◆ MATERIAL SUPPLIED
§ §
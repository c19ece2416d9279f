//! # PostgreSQL Message Queue Broker (pgmq-rs)
//!
//! Queue broker on a single pgmq queue. A received job stays hidden for the
//! visibility timeout, long enough for a full orchestration job; a job from a
//! crashed worker reappears once it lapses. A failed attempt is rescheduled with
//! `set_vt` to reappear after the retry backoff instead. `read_ct` becomes the
//! delivery attempt number.

use async_trait::async_trait;
use chrono::Utc;
use pgmq::PGMQueue;
use tracing::{debug, info, warn};

use super::broker::{JobSource, QueueBroker};
use super::message::{Delivery, JobHandle, SyncJobMessage};
use crate::config::QueueConfig;
use crate::constants::JobType;
use crate::error::{Result, SyncError};

#[derive(Debug, Clone)]
pub struct PgmqQueueBroker {
    pgmq: PGMQueue,
    queue_name: String,
    max_retries: u32,
    visibility_timeout_seconds: i32,
    retry_backoff: chrono::Duration,
}

impl PgmqQueueBroker {
    /// Create a broker on an existing connection pool
    pub async fn new_with_pool(pool: sqlx::PgPool, config: &QueueConfig) -> Self {
        info!(queue = %config.queue_name, "🚀 Creating pgmq broker with shared connection pool");

        let pgmq = PGMQueue::new_with_pool(pool).await;
        Self {
            pgmq,
            queue_name: config.queue_name.clone(),
            max_retries: config.max_retries,
            visibility_timeout_seconds: i32::try_from(config.visibility_timeout_seconds)
                .unwrap_or(i32::MAX),
            retry_backoff: chrono::Duration::seconds(i64::from(config.retry_backoff_seconds)),
        }
    }

    pub fn queue_name(&self) -> &str {
        &self.queue_name
    }

    /// Create the job queue if it doesn't exist
    pub async fn ensure_queue(&self) -> Result<()> {
        self.pgmq
            .create(&self.queue_name)
            .await
            .map_err(|e| SyncError::queue_operation(&self.queue_name, "create", e.to_string()))?;
        info!(queue = %self.queue_name, "✅ Queue ready");
        Ok(())
    }
}

#[async_trait]
impl QueueBroker for PgmqQueueBroker {
    async fn enqueue(&self, job_type: JobType) -> Result<JobHandle> {
        let message = SyncJobMessage::new(job_type, self.max_retries);

        let message_id = self
            .pgmq
            .send(&self.queue_name, &message)
            .await
            .map_err(|e| SyncError::queue_operation(&self.queue_name, "send", e.to_string()))?;

        debug!(
            queue = %self.queue_name,
            job_type = %job_type,
            message_id,
            "📤 Job enqueued"
        );

        Ok(JobHandle {
            job_id: message.job_id,
            job_type,
            message_id,
            queue_name: self.queue_name.clone(),
        })
    }
}

#[async_trait]
impl JobSource for PgmqQueueBroker {
    async fn receive(&self, limit: u32) -> Result<Vec<Delivery>> {
        let limit = i32::try_from(limit).unwrap_or(i32::MAX);
        let messages = self
            .pgmq
            .read_batch::<SyncJobMessage>(
                &self.queue_name,
                Some(self.visibility_timeout_seconds),
                limit,
            )
            .await
            .map_err(|e| SyncError::queue_operation(&self.queue_name, "read", e.to_string()))?
            .unwrap_or_default();

        Ok(messages
            .into_iter()
            .map(|msg| Delivery {
                message_id: msg.msg_id,
                attempt: u32::try_from(msg.read_ct).unwrap_or(1).max(1),
                message: msg.message,
            })
            .collect())
    }

    async fn complete(&self, delivery: &Delivery) -> Result<()> {
        self.pgmq
            .delete(&self.queue_name, delivery.message_id)
            .await
            .map_err(|e| SyncError::queue_operation(&self.queue_name, "delete", e.to_string()))?;
        debug!(message_id = delivery.message_id, "✅ Job acknowledged");
        Ok(())
    }

    async fn retry_later(&self, delivery: &Delivery) -> Result<()> {
        let visible_at = Utc::now() + self.retry_backoff;
        self.pgmq
            .set_vt::<SyncJobMessage>(&self.queue_name, delivery.message_id, visible_at)
            .await
            .map_err(|e| SyncError::queue_operation(&self.queue_name, "set_vt", e.to_string()))?;
        debug!(
            message_id = delivery.message_id,
            attempt = delivery.attempt,
            visible_at = %visible_at,
            "🔁 Job rescheduled for retry"
        );
        Ok(())
    }

    async fn fail_permanently(&self, delivery: &Delivery) -> Result<()> {
        self.pgmq
            .archive(&self.queue_name, delivery.message_id)
            .await
            .map_err(|e| SyncError::queue_operation(&self.queue_name, "archive", e.to_string()))?;
        warn!(
            message_id = delivery.message_id,
            job_type = %delivery.job_type(),
            attempts = delivery.attempt,
            "📦 Job archived after exhausting retries"
        );
        Ok(())
    }
}
use std::sync::Arc;

use axum::extract::{Path, State};
use axum::routing::{delete, get};
use axum::{Json, Router};
use serde::{Deserialize, Serialize};
use validator::Validate;

use local_user_entity::LocalUserDbService;
use reply_entity::{Reply, ReplyDbService};
use thread_entity::ThreadDbService;

use crate::entities::community::{reply_entity, thread_entity};
use crate::entities::user_auth::local_user_entity;
use crate::middleware::ctx::Ctx;
use crate::middleware::error::{AppError, CtxResult};
use crate::middleware::mw_ctx::CtxState;
use crate::middleware::utils::db_utils::IdentIdName;
use crate::middleware::utils::extractor_utils::JsonOrFormValidated;
use crate::middleware::utils::string_utils::get_string_thing;
use crate::models::view::reply::ReplyView;
use crate::services::reply_cards::{build_cards, ReplyCard};

pub fn routes() -> Router<Arc<CtxState>> {
    Router::new()
        .route(
            "/api/threads/:thread_id/replies",
            get(get_thread_replies).post(create_reply),
        )
        .route("/api/threads/:thread_id/reply-cards", get(get_reply_cards))
        .route("/api/replies/:reply_id", delete(delete_reply))
}

#[derive(Deserialize, Serialize, Validate)]
pub struct ReplyInput {
    #[validate(length(min = 1, message = "Min 1 character"))]
    pub content: String,
    pub parent_reply_id: Option<String>,
}

async fn create_reply(
    State(state): State<Arc<CtxState>>,
    ctx: Ctx,
    Path(thread_id): Path<String>,
    JsonOrFormValidated(input): JsonOrFormValidated<ReplyInput>,
) -> CtxResult<Json<ReplyView>> {
    let created_by = LocalUserDbService {
        db: &state.db.client,
        ctx: &ctx,
    }
    .get_ctx_user_thing()
    .await?;

    let thread_db_service = ThreadDbService {
        db: &state.db.client,
        ctx: &ctx,
    };
    let thread_id = thread_db_service
        .must_exist(IdentIdName::Id(get_string_thing(thread_id)?))
        .await?;

    let reply_db_service = ReplyDbService {
        db: &state.db.client,
        ctx: &ctx,
    };

    // a parent must be an existing reply of the same thread
    let parent_reply = match input.parent_reply_id {
        None => None,
        Some(parent_id) => {
            let parent = reply_db_service
                .get(IdentIdName::Id(get_string_thing(parent_id)?))
                .await?;
            if parent.belongs_to != thread_id {
                return Err(ctx.to_ctx_error(AppError::Generic {
                    description: "Parent reply belongs to another thread".to_string(),
                }));
            }
            parent.id
        }
    };

    let reply = reply_db_service
        .create(Reply {
            id: None,
            belongs_to: thread_id.clone(),
            created_by,
            parent_reply,
            content: input.content,
            created_at: None,
        })
        .await?;

    let reply_id = reply.id.ok_or(ctx.to_ctx_error(AppError::Generic {
        description: "Reply created without id".to_string(),
    }))?;
    let view = reply_db_service
        .get_view::<ReplyView>(&IdentIdName::Id(reply_id))
        .await?;

    thread_db_service.increase_replies_nr(thread_id).await?;

    Ok(Json(view))
}

async fn get_thread_replies(
    State(state): State<Arc<CtxState>>,
    ctx: Ctx,
    Path(thread_id): Path<String>,
) -> CtxResult<Json<Vec<ReplyView>>> {
    let thread_id = ThreadDbService {
        db: &state.db.client,
        ctx: &ctx,
    }
    .must_exist(IdentIdName::Id(get_string_thing(thread_id)?))
    .await?;

    let replies = ReplyDbService {
        db: &state.db.client,
        ctx: &ctx,
    }
    .list_by_thread_asc(thread_id)
    .await?;
    Ok(Json(replies))
}

/// The stacked conversation view: the flat reply list grouped into cards,
/// one per top-level reply, descendants flattened chronologically.
async fn get_reply_cards(
    State(state): State<Arc<CtxState>>,
    ctx: Ctx,
    Path(thread_id): Path<String>,
) -> CtxResult<Json<Vec<ReplyCard>>> {
    let thread_id = ThreadDbService {
        db: &state.db.client,
        ctx: &ctx,
    }
    .must_exist(IdentIdName::Id(get_string_thing(thread_id)?))
    .await?;

    let replies = ReplyDbService {
        db: &state.db.client,
        ctx: &ctx,
    }
    .list_by_thread_asc(thread_id)
    .await?;
    Ok(Json(build_cards(replies)))
}

async fn delete_reply(
    State(state): State<Arc<CtxState>>,
    ctx: Ctx,
    Path(reply_id): Path<String>,
) -> CtxResult<Json<serde_json::Value>> {
    let user = LocalUserDbService {
        db: &state.db.client,
        ctx: &ctx,
    }
    .get_ctx_user_thing()
    .await?;

    let reply_thing = get_string_thing(reply_id)?;
    let reply_db_service = ReplyDbService {
        db: &state.db.client,
        ctx: &ctx,
    };
    let reply = reply_db_service
        .get(IdentIdName::Id(reply_thing.clone()))
        .await?;

    if reply.created_by != user {
        return Err(ctx.to_ctx_error(AppError::AuthorizationFail {
            required: "reply author".to_string(),
        }));
    }

    // no cascade - children keep their dangling parent_reply
    reply_db_service.delete(reply_thing).await?;
    ThreadDbService {
        db: &state.db.client,
        ctx: &ctx,
    }
    .decrease_replies_nr(reply.belongs_to)
    .await?;

    Ok(Json(serde_json::json!({ "success": true })))
}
§ §
◆ EXERCISE
Search the listing above for "Some" and copy every line that holds it.

◆ ANSWER TO THE EXERCISE
                Some(self.visibility_timeout_seconds),
        Some(parent_id) => {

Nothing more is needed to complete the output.